世界中から多くの人が訪れるシャモニーには、何人ものバイタリティ溢れる日本人が住んでいて驚かされる。外国人として居るのではなく、シャモニーの生活にすっかり溶け込んでいるこんな日本人は、ジャポネではなくてジャポニャールと呼ばれる。シャモニーの住人がシャモニャール、サヴォワに住む人がサヴォワイヤール、山岳部に住む人がモンタニャールということにかけた造語だ。そんなシャモニーを知りつくした皆さんに、色々と聞いてみました。
横山日出現さん
シャモニースキー学校講師ジャポニャール第一世代。「70年代のフラワー・チルドレンです」と日焼けした精悍な顔をほころばす。東京農大出身、農業技術者としてカナダに渡り、 1969年の夏休みに自転車で世界一周の旅へ。「ブドウの収穫の後カナダに帰る予定が、そのまま南仏のスキー場で皿洗いのバイトを続けていました」。山と雪に魅せられ仏国家検定スキー教師を目指す。「この資格を取るにはまず自国での資格が必要で5シーズン冬の日本に帰って資格を取りました」
1971年11月からシャモニー在。「ここの魅力は四季折々の表情と各ゲレンデにそれぞれの良さがあることでしょうか」
2003年には99歳の三浦敬三さんと一緒にヴァレ・ブランシュ(モンブランの氷河)を滑降。「去年は還暦の記念に息子と夏のモンブランを登頂しました」。高山植物から登山やスキーの歴史まで何でも知ってる横山さんがガイドする夏のモンブラン一周ツアーを企画中。「フランス・スイス・イタリアを通って1週間で歩く誰でも参加できるコースを考えています」とシャモニーの観光開発へ情熱を傾け続ける。(吉)
津田博さん
スネルスポーツ店勤務、在シャモニー30年「シャモニーにやって来たのは、山に登りたいから」。ドイツから1972年にやって来て2シーズン過ごした後、75年からシャモニーに移り住んで現在の仕事に。また、7月から10月の間はイタリア、オーストリア、ドイツなどの山のガイドをやっている。
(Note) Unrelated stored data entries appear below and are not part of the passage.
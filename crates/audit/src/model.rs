//! Audit record model — shared envelope plus typed event payloads.

use chrono::{DateTime, Utc};
use serde::{Deserialize, Serialize};

/// One immutable audit record.
///
/// The envelope fields are common to every record; the tagged `event`
/// carries only the fields relevant to its type.
#[derive(Debug, Clone, Serialize, Deserialize, PartialEq, Eq)]
pub struct AuditEntry {
    pub timestamp: DateTime<Utc>,
    pub agent: String,
    pub user: String,
    pub session_id: String,
    #[serde(flatten)]
    pub event: AuditEvent,
}

/// The typed payload of an audit record.
#[derive(Debug, Clone, Serialize, Deserialize, PartialEq, Eq)]
#[serde(tag = "type", rename_all = "snake_case")]
pub enum AuditEvent {
    /// A tool was invoked.
    ToolCall {
        tool: String,
        #[serde(default, skip_serializing_if = "Option::is_none")]
        file: Option<String>,
    },
    /// A file was created, modified, or deleted.
    FileChange {
        file: String,
        action: String,
        #[serde(default, skip_serializing_if = "Option::is_none")]
        diff: Option<String>,
    },
    /// An external service was called.
    ApiCall {
        service: String,
        operation: String,
        #[serde(default, skip_serializing_if = "Option::is_none")]
        target: Option<String>,
    },
    /// The gate rendered a verdict.
    Decision { decision: String, reason: String },
}

impl AuditEntry {
    /// Create an entry stamped with the given time.
    pub fn new(
        event: AuditEvent,
        agent: impl Into<String>,
        user: impl Into<String>,
        session_id: impl Into<String>,
        timestamp: DateTime<Utc>,
    ) -> Self {
        Self {
            timestamp,
            agent: agent.into(),
            user: user.into(),
            session_id: session_id.into(),
            event,
        }
    }
}

#[cfg(test)]
mod tests {
    use super::*;

    fn ts() -> DateTime<Utc> {
        "2026-08-06T12:00:00Z".parse().unwrap()
    }

    #[test]
    fn event_variants_round_trip() {
        let events = vec![
            AuditEvent::ToolCall {
                tool: "shell".into(),
                file: None,
            },
            AuditEvent::FileChange {
                file: "src/main.rs".into(),
                action: "modify".into(),
                diff: Some("-old\n+new".into()),
            },
            AuditEvent::ApiCall {
                service: "anthropic".into(),
                operation: "messages.create".into(),
                target: Some("claude-sonnet-4".into()),
            },
            AuditEvent::Decision {
                decision: "reject".into(),
                reason: "rate_limit".into(),
            },
        ];

        for event in events {
            let entry = AuditEntry::new(event.clone(), "builder", "alice", "s-1", ts());
            let json = serde_json::to_string(&entry).unwrap();
            let back: AuditEntry = serde_json::from_str(&json).unwrap();
            assert_eq!(back, entry);
        }
    }

    #[test]
    fn type_tag_is_flattened_into_envelope() {
        let entry = AuditEntry::new(
            AuditEvent::Decision {
                decision: "accept".into(),
                reason: String::new(),
            },
            "builder",
            "alice",
            "s-1",
            ts(),
        );
        let json = serde_json::to_string(&entry).unwrap();
        assert!(json.contains(r#""type":"decision""#));
        assert!(json.contains(r#""agent":"builder""#));
    }

    #[test]
    fn optional_fields_omitted_when_absent() {
        let entry = AuditEntry::new(
            AuditEvent::ToolCall {
                tool: "calculator".into(),
                file: None,
            },
            "builder",
            "alice",
            "s-1",
            ts(),
        );
        let json = serde_json::to_string(&entry).unwrap();
        assert!(!json.contains("\"file\""));
    }
}
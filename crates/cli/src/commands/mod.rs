//! Subcommand implementations. Each returns the process exit code.

pub mod init;
pub mod post;
pub mod pre;
pub mod status;
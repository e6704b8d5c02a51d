//! Sensitive-operation classification for AgentGate.
//!
//! Matches a candidate operation and its file path against three
//! configured pattern lists:
//! - **sensitive paths** — advisory, warn only
//! - **sensitive filename patterns** — advisory, warn only
//! - **blocked operations** — hard, the gate must reject
//!
//! Matching is plain, case-sensitive substring containment. `*`
//! characters are stripped from a pattern before the test, so the
//! conventional shell-glob spelling `*key*` matches `api_key.txt`.
//! This is deliberately not glob or regex matching.

pub mod classifier;

pub use classifier::{Classifier, Finding, FindingKind, Verdict};
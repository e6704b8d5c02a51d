//! AgentGate CLI — the main entry point.
//!
//! Commands:
//! - `init`   — Write the default policy configuration
//! - `pre`    — Admission check before an agent operation
//! - `post`   — Report an operation's outcome and cost
//! - `status` — Show spend against configured limits
//!
//! `pre` exits with the embedding contract's codes:
//! `0` ok · `1` daily budget exceeded · `2` session limit exceeded ·
//! `3` rate limit exceeded · `4` blocked operation · `5` store
//! unavailable. JSON goes to stdout; diagnostics go to stderr.

use clap::{Parser, Subcommand};

mod commands;

#[derive(Parser)]
#[command(
    name = "agentgate",
    about = "AgentGate — policy gate for AI coding agents",
    version,
    author
)]
struct Cli {
    #[command(subcommand)]
    command: Commands,

    /// Enable verbose logging
    #[arg(short, long, global = true)]
    verbose: bool,
}

#[derive(Subcommand)]
enum Commands {
    /// Write the default policy configuration if none exists
    Init,

    /// Check whether an operation may proceed (admission control)
    Pre {
        /// Agent attempting the operation
        #[arg(long)]
        agent: String,

        /// The operation (command line, description, SQL, …)
        #[arg(long)]
        operation: String,

        /// Tool being invoked
        #[arg(long)]
        tool: Option<String>,

        /// File the operation touches
        #[arg(long)]
        file: Option<String>,

        /// Estimated cost in USD
        #[arg(long)]
        estimated_cost: Option<f64>,

        /// Session the operation belongs to
        #[arg(long)]
        session: String,
    },

    /// Report a performed operation: settle cost, write the audit entry
    Post {
        #[arg(long)]
        agent: String,

        #[arg(long)]
        operation: String,

        #[arg(long)]
        tool: Option<String>,

        #[arg(long)]
        file: Option<String>,

        /// Diff of a file change
        #[arg(long)]
        diff: Option<String>,

        /// External service name, for API calls
        #[arg(long)]
        service: Option<String>,

        /// Target of an API call (model, endpoint, resource)
        #[arg(long)]
        target: Option<String>,

        #[arg(long)]
        session: String,

        /// How the operation ended
        #[arg(long, value_parser = ["success", "failure"])]
        outcome: String,

        /// Actual cost incurred, in USD
        #[arg(long)]
        cost: Option<f64>,

        /// Model behind the cost
        #[arg(long)]
        model: Option<String>,

        #[arg(long)]
        input_tokens: Option<u32>,

        #[arg(long)]
        output_tokens: Option<u32>,

        /// Budget hold returned by `pre`
        #[arg(long)]
        reservation: Option<String>,
    },

    /// Show daily (and optionally per-session) spend against limits
    Status {
        /// Session to include in the report
        #[arg(long)]
        session: Option<String>,

        /// UTC day to report (YYYY-MM-DD, default today)
        #[arg(long)]
        date: Option<String>,
    },
}

#[tokio::main]
async fn main() {
    let cli = Cli::parse();

    // Diagnostics on stderr so stdout stays JSON-clean.
    let filter = if cli.verbose { "debug" } else { "info" };
    tracing_subscriber::fmt()
        .with_env_filter(
            tracing_subscriber::EnvFilter::try_from_default_env()
                .unwrap_or_else(|_| tracing_subscriber::EnvFilter::new(filter)),
        )
        .with_target(false)
        .with_writer(std::io::stderr)
        .init();

    let code = match cli.command {
        Commands::Init => commands::init::run(),
        Commands::Pre {
            agent,
            operation,
            tool,
            file,
            estimated_cost,
            session,
        } => commands::pre::run(agent, operation, tool, file, estimated_cost, session).await,
        Commands::Post {
            agent,
            operation,
            tool,
            file,
            diff,
            service,
            target,
            session,
            outcome,
            cost,
            model,
            input_tokens,
            output_tokens,
            reservation,
        } => {
            commands::post::run(commands::post::Args {
                agent,
                operation,
                tool,
                file,
                diff,
                service,
                target,
                session,
                outcome,
                cost,
                model,
                input_tokens,
                output_tokens,
                reservation,
            })
            .await
        }
        Commands::Status { session, date } => commands::status::run(session, date).await,
    };

    std::process::exit(code);
}
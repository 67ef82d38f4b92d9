//! Containment checks for paths supplied by callers.

use crate::error::{DedupeError, Result};
use std::io;
use std::path::{Component, Path, PathBuf};

/// Resolves `relative` below `root`, refusing anything that would land outside it.
///
/// The check is done twice: lexically (`..` may not climb above the root, a
/// leading `/` is ignored) and physically, by canonicalizing the deepest
/// existing ancestor of the result and comparing it with the canonical root,
/// so a symlinked directory inside the root cannot redirect writes elsewhere.
pub fn resolve_within(root: &Path, relative: &str) -> Result<PathBuf> {
    let mut parts: Vec<&std::ffi::OsStr> = Vec::new();
    for component in Path::new(relative).components() {
        match component {
            Component::Prefix(_) | Component::RootDir | Component::CurDir => {}
            Component::ParentDir => {
                if parts.pop().is_none() {
                    return Err(DedupeError::UnsafePath(relative.to_string()));
                }
            }
            Component::Normal(part) => parts.push(part),
        }
    }
    let candidate = parts.iter().fold(root.to_path_buf(), |acc, p| acc.join(p));

    let canonical_root = match root.canonicalize() {
        Ok(p) => p,
        // Nothing below a missing root can be a symlink yet.
        Err(err) if err.kind() == io::ErrorKind::NotFound => return Ok(candidate),
        Err(source) => return Err(DedupeError::io(root, source)),
    };

    let mut ancestor = candidate.as_path();
    loop {
        match ancestor.canonicalize() {
            Ok(real) => {
                if !real.starts_with(&canonical_root) {
                    return Err(DedupeError::UnsafePath(relative.to_string()));
                }
                break;
            }
            Err(err) if err.kind() == io::ErrorKind::NotFound => {
                if ancestor.symlink_metadata().is_ok() {
                    // Dangling symlink: its target is unknown.
                    return Err(DedupeError::UnsafePath(relative.to_string()));
                }
                match ancestor.parent() {
                    Some(parent) => ancestor = parent,
                    None => break,
                }
            }
            Err(source) => return Err(DedupeError::io(ancestor, source)),
        }
    }
    Ok(candidate)
}

/// Accepts only a single, plain file-name component.
pub fn validate_file_name(name: &str) -> Result<()> {
    let unsafe_name = || DedupeError::UnsafePath(format!("invalid file name `{name}`"));
    if name.trim().is_empty() || name.contains(['/', '\\', '\0']) {
        return Err(unsafe_name());
    }
    let mut components = Path::new(name).components();
    match (components.next(), components.next()) {
        (Some(Component::Normal(_)), None) => Ok(()),
        _ => Err(unsafe_name()),
    }
}

/// `path` relative to `root`, `/`-separated; empty for the root itself.
pub fn relative_display(root: &Path, path: &Path) -> String {
    path.strip_prefix(root)
        .unwrap_or(path)
        .components()
        .map(|c| c.as_os_str().to_string_lossy())
        .collect::<Vec<_>>()
        .join("/")
}

#[cfg(test)]
mod tests {
    use super::*;
    use std::fs;

    #[test]
    fn plain_and_nested_targets_resolve_below_root() {
        let temp = tempfile::tempdir().unwrap();
        let root = temp.path();
        assert_eq!(resolve_within(root, "photos/2024").unwrap(), root.join("photos/2024"));
        assert_eq!(resolve_within(root, "").unwrap(), root.to_path_buf());
        assert_eq!(resolve_within(root, "a/../b").unwrap(), root.join("b"));
        assert_eq!(resolve_within(root, "/abs/dir").unwrap(), root.join("abs/dir"));
    }

    #[test]
    fn parent_traversal_above_root_is_rejected() {
        let temp = tempfile::tempdir().unwrap();
        for bad in ["..", "../x", "a/../../x", "/../etc"] {
            let err = resolve_within(temp.path(), bad).unwrap_err();
            assert!(matches!(err, DedupeError::UnsafePath(_)), "{bad}");
        }
    }

    #[test]
    fn missing_root_falls_back_to_lexical_check() {
        let temp = tempfile::tempdir().unwrap();
        let root = temp.path().join("not-yet");
        assert_eq!(resolve_within(&root, "x").unwrap(), root.join("x"));
        assert!(resolve_within(&root, "../x").is_err());
    }

    #[cfg(unix)]
    #[test]
    fn symlink_escaping_the_root_is_rejected() {
        let temp = tempfile::tempdir().unwrap();
        let root = temp.path().join("out");
        let outside = temp.path().join("outside");
        fs::create_dir_all(&root).unwrap();
        fs::create_dir_all(&outside).unwrap();
        std::os::unix::fs::symlink(&outside, root.join("escape")).unwrap();
        std::os::unix::fs::symlink(temp.path().join("gone"), root.join("dangling")).unwrap();

        assert!(matches!(
            resolve_within(&root, "escape/sub"),
            Err(DedupeError::UnsafePath(_))
        ));
        assert!(matches!(
            resolve_within(&root, "dangling/sub"),
            Err(DedupeError::UnsafePath(_))
        ));

        fs::create_dir_all(root.join("inner")).unwrap();
        std::os::unix::fs::symlink(root.join("inner"), root.join("alias")).unwrap();
        assert!(resolve_within(&root, "alias/new").is_ok());
    }

    #[test]
    fn file_names_must_be_single_components() {
        for ok in ["a.txt", "photo 1.JPG", ".hidden"] {
            assert!(validate_file_name(ok).is_ok(), "{ok}");
        }
        for bad in ["", "  ", ".", "..", "a/b", "a\\b", "/x"] {
            assert!(validate_file_name(bad).is_err(), "{bad}");
        }
    }

    #[test]
    fn relative_display_uses_forward_slashes() {
        let root = Path::new("/out");
        assert_eq!(relative_display(root, Path::new("/out/a/b")), "a/b");
        assert_eq!(relative_display(root, Path::new("/out")), "");
    }
}
//! Scan task lifecycle: live state in memory, mirrored to durable storage.

use crate::error::{DedupeError, Result};
use crate::models::{ScanProgress, ScanStatus, ScanTask};
use chrono::Utc;
use std::collections::HashMap;
use std::sync::Arc;
use tokio::sync::RwLock;
use tracing::{debug, warn};

/// Durable copy of scan task state, readable after the owning process is gone.
#[async_trait::async_trait]
pub trait TaskMirror: Send + Sync {
    async fn insert_task(&self, task: &ScanTask) -> Result<()>;
    async fn update_task_progress(&self, task_id: &str, processed: u64, total: u64) -> Result<()>;
    async fn finish_task(&self, task: &ScanTask) -> Result<()>;
    async fn load_task(&self, task_id: &str) -> Result<Option<ScanTask>>;
}

pub struct TaskRegistry {
    live: RwLock<HashMap<String, ScanTask>>,
    mirror: Arc<dyn TaskMirror>,
}

impl TaskRegistry {
    pub fn new(mirror: Arc<dyn TaskMirror>) -> Self {
        Self {
            live: RwLock::new(HashMap::new()),
            mirror,
        }
    }

    /// Registers a task as `scanning` and persists the initial record.
    /// The live entry is rolled back if the mirror write fails.
    pub async fn create(&self, task_id: &str) -> Result<ScanTask> {
        let mut task = ScanTask::new(task_id);
        task.status = ScanStatus::Scanning;
        {
            let mut live = self.live.write().await;
            if live.contains_key(task_id) {
                return Err(DedupeError::InvalidArgument(format!(
                    "task {task_id} already exists"
                )));
            }
            live.insert(task_id.to_string(), task.clone());
        }
        if let Err(err) = self.mirror.insert_task(&task).await {
            self.live.write().await.remove(task_id);
            return Err(err);
        }
        debug!(task_id, "scan task registered");
        Ok(task)
    }

    /// Live-only bump of the discovered-file counter.
    pub async fn record_discovery(&self, task_id: &str, total: u64) {
        let mut live = self.live.write().await;
        if let Some(task) = live.get_mut(task_id) {
            if !task.status.is_terminal() {
                task.total_files = total;
            }
        }
    }

    pub async fn update_progress(&self, task_id: &str, processed: u64, total: u64) -> Result<()> {
        let is_live = {
            let mut live = self.live.write().await;
            match live.get_mut(task_id) {
                Some(task) if !task.status.is_terminal() => {
                    task.processed_files = processed;
                    task.total_files = total;
                    true
                }
                Some(_) => {
                    warn!(task_id, "ignoring progress update for finished task");
                    return Ok(());
                }
                None => false,
            }
        };
        if !is_live {
            self.finished(task_id).await?;
            warn!(task_id, "ignoring progress update for finished task");
            return Ok(());
        }
        self.mirror
            .update_task_progress(task_id, processed, total)
            .await
    }

    /// Moves a task to `completed` or `failed`. Already-terminal tasks are left untouched.
    /// Once the final state is persisted the task is served from the mirror only.
    pub async fn set_terminal(
        &self,
        task_id: &str,
        status: ScanStatus,
        error: Option<String>,
    ) -> Result<ScanTask> {
        if !status.is_terminal() {
            return Err(DedupeError::InvalidArgument(format!(
                "{status} is not a terminal status"
            )));
        }
        let snapshot = {
            let mut live = self.live.write().await;
            match live.get_mut(task_id) {
                Some(task) if task.status.is_terminal() => {
                    warn!(task_id, status = %task.status, "task already finished");
                    return Ok(task.clone());
                }
                Some(task) => {
                    task.status = status;
                    task.error = error;
                    task.finished_at = Some(Utc::now());
                    Some(task.clone())
                }
                None => None,
            }
        };
        let Some(snapshot) = snapshot else {
            let task = self.finished(task_id).await?;
            warn!(task_id, status = %task.status, "task already finished");
            return Ok(task);
        };
        self.mirror.finish_task(&snapshot).await?;
        self.live.write().await.remove(task_id);
        Ok(snapshot)
    }

    /// A task that is no longer live, as long as the mirror holds it in a terminal state.
    async fn finished(&self, task_id: &str) -> Result<ScanTask> {
        match self.mirror.load_task(task_id).await? {
            Some(task) if task.status.is_terminal() => Ok(task),
            _ => Err(DedupeError::NotFound(format!("task {task_id}"))),
        }
    }

    #[cfg(test)]
    async fn live_count(&self) -> usize {
        self.live.read().await.len()
    }

    pub async fn task(&self, task_id: &str) -> Result<ScanTask> {
        if let Some(task) = self.live.read().await.get(task_id) {
            return Ok(task.clone());
        }
        self.mirror
            .load_task(task_id)
            .await?
            .ok_or_else(|| DedupeError::NotFound(format!("task {task_id}")))
    }

    pub async fn get(&self, task_id: &str) -> Result<ScanProgress> {
        Ok(self.task(task_id).await?.progress())
    }
}
//! Core library: scanning, duplicate grouping, consolidation and statistics.

pub mod catalog;
pub mod config;
pub mod consolidate;
pub mod error;
pub mod fs_ops;
pub mod hasher;
pub mod models;
pub mod output;
pub mod paths;
pub mod preview;
pub mod registry;
pub mod scanner;
pub mod service;
pub mod stats;
pub mod walker;

pub use error::{DedupeError, ErrorKind, Result};
pub use service::DedupeService;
「シャモニーの魅力はというと、何でもある、ごちゃごちゃした感じが落ち着くんですね。他の国へ出かけて帰ってくると、ホッとします」シャモニー滞在でのおすすめは、ラケット(カンジキ:写真)でのスノーハイキング。ガイドさんと一緒に、動物の足跡をたどってみたり、氷瀑を見に行ったりできる。「初心者でも2時間くらいで回れますし、家族連れにもいいですね。ノンスキーヤーでもぜひ訪れて欲しいのがブレヴァンやラ・フレジェールです。冬でもロープウェイで山頂まで行かれますし、ここから眺めるモンブラン山群の眺めが好きなんです」
「おすすめのレストランはLe Panier des 4 saisons(258 rue Paccard)やLa Maison de Carrier、おいしいパスタが食べられるNeopolisかな」(月)
セキノ・ユキさん
ジャポニャルド第一号!セキノさんには雪が降る晩に会った。そして名前の「ユキ」が、雪にちなんでつけられたと教えてもらって、彼女が周辺の壮大な風景から抜け出て来た人のような気がした。登山家として東京からシャモニーを訪れて以来、この町に魅せられ定住を決めたお父さんと、フランス人のお母さんの、山や自然への愛が沸々と感じられるような名前だ。「スキーW杯で仏代表チームの選手だった妹はフジコというんですが、これも富士山にちなんでなんですよ」
ユキさんが生まれた日、地元新聞は、「初のジャポニャルド誕生!」と報じた。彼女は、現在は、シャモニーに行く人が必ずや世話になるであろう登山電車、ロープウェイ、高山のレストラン、エギュイーユ・デュ・ミディ山頂(3842m!)のカフェテリアなどを運営する会社「カンパニー・デュ・モンブラン」の営業ウーマンとして活躍中。北海道で働いたこともあるが「シャモニーがあまりにも美しくて忘れられず」故郷シャモニーに戻った。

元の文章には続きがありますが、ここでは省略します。